The data
|---|
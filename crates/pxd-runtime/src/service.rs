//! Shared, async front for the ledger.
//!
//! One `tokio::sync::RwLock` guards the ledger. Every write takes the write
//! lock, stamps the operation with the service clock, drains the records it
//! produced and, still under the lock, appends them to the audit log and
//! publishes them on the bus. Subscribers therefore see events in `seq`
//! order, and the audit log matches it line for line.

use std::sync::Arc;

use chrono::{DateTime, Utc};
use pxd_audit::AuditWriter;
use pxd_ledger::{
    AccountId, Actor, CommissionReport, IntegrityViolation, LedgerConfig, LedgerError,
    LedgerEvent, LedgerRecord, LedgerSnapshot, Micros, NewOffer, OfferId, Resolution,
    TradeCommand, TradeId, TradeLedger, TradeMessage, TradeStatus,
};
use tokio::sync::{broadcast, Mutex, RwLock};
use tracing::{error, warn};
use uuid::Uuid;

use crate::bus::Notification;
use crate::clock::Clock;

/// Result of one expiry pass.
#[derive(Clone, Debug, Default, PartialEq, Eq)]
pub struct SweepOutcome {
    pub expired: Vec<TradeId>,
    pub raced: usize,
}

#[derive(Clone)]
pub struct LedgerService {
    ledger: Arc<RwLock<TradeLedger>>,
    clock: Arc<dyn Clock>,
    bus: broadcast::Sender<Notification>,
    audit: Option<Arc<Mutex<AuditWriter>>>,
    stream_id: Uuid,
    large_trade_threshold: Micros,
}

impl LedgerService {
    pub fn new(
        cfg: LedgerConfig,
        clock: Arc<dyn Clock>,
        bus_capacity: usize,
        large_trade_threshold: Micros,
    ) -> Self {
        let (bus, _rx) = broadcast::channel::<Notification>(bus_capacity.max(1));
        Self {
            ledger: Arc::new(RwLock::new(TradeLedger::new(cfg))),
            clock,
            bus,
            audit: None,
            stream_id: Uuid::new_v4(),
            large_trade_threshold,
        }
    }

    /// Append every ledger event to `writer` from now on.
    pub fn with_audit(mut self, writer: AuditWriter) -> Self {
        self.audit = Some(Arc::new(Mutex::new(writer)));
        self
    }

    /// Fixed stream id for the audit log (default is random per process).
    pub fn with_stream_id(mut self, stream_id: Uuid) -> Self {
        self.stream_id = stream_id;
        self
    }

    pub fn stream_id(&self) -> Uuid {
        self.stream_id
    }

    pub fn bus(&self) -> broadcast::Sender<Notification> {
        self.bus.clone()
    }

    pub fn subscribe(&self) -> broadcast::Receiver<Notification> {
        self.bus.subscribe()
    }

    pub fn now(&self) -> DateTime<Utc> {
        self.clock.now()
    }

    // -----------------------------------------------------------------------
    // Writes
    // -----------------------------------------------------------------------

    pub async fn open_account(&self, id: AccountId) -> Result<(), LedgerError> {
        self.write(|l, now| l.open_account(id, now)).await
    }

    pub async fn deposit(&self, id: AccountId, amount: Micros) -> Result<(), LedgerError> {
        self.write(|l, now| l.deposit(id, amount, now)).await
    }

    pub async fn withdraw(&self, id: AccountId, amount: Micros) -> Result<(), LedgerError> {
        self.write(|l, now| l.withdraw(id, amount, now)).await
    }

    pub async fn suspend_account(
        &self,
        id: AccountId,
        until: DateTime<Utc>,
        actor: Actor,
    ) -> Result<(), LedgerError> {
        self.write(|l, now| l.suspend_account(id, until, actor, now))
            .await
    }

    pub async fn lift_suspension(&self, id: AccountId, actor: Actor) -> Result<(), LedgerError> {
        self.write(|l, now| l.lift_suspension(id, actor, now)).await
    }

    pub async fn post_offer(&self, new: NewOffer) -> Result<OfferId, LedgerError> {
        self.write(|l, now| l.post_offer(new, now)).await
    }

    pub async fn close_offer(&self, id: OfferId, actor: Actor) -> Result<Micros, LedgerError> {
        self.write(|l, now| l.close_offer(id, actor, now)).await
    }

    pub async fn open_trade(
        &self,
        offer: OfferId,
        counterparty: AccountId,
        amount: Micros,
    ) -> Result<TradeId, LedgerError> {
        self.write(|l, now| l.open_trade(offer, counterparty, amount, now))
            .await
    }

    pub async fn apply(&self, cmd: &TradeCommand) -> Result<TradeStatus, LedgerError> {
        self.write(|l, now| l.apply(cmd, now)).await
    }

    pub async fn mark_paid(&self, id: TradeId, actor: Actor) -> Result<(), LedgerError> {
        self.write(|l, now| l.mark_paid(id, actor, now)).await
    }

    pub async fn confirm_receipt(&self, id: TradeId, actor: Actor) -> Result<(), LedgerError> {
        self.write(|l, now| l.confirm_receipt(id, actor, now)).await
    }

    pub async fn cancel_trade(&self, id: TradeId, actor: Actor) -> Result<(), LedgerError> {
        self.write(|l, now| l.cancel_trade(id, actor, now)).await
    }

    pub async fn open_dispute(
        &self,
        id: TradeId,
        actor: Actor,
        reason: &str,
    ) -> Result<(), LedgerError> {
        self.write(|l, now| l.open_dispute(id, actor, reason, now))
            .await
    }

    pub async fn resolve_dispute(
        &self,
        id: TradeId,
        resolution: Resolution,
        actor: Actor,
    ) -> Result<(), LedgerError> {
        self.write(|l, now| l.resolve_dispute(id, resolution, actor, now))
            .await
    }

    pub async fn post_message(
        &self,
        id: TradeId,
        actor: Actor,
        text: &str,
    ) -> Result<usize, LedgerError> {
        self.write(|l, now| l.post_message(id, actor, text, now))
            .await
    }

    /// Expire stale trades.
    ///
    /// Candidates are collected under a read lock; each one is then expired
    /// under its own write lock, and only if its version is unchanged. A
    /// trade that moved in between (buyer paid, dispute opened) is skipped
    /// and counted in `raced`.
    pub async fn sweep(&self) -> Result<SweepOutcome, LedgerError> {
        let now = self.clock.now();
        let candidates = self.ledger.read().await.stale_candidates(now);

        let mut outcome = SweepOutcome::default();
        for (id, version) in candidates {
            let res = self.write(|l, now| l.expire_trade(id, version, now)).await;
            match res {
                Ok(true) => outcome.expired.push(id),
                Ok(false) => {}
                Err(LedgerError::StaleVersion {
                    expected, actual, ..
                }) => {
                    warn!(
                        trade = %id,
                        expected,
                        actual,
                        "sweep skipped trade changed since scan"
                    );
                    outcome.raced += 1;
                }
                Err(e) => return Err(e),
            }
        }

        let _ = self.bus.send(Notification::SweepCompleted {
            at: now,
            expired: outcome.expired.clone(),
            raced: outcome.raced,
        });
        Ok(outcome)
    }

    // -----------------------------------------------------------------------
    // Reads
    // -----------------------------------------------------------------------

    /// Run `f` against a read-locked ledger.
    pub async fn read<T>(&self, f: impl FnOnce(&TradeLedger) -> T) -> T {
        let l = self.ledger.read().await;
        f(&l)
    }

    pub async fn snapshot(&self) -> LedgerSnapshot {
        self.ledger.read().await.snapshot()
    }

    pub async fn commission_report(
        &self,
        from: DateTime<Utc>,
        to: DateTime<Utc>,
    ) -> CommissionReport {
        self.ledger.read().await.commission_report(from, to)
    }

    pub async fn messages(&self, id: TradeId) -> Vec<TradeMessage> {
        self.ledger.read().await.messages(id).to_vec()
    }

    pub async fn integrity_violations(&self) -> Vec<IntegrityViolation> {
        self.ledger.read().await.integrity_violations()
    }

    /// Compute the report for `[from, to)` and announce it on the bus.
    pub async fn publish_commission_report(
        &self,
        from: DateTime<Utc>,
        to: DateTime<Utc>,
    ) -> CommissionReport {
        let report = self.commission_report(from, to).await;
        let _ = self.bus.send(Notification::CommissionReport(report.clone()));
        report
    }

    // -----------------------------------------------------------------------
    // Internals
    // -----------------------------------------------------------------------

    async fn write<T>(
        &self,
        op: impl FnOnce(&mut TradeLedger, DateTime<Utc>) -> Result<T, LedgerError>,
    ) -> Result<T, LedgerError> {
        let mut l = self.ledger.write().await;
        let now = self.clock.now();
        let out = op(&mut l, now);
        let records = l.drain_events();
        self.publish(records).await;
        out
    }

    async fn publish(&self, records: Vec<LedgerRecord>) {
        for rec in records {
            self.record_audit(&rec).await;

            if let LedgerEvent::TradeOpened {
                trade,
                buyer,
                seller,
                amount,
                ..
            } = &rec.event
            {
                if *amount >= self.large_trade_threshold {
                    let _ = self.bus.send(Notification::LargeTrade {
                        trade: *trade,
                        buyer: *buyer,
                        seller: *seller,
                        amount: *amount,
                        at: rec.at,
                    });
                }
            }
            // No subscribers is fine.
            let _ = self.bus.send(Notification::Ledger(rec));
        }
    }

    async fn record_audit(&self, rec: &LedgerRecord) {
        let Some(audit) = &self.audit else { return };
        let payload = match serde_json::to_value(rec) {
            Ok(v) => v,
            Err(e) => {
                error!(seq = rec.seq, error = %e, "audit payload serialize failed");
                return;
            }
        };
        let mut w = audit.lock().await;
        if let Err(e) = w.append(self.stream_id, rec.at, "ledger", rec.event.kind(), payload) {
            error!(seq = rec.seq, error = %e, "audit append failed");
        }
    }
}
|---|
Exercise instructions
Set down verbatim only the lines between the start of the data above and the line with "publishes them on", both boundaries included.

The completed task
filename crates/pxd-runtime/src/service.rs
//! Shared, async front for the ledger.
//!
//! One `tokio::sync::RwLock` guards the ledger. Every write takes the write
//! lock, stamps the operation with the service clock, drains the records it
//! produced and, still under the lock, appends them to the audit log and
//! publishes them on the bus. Subscribers therefore see events in `seq`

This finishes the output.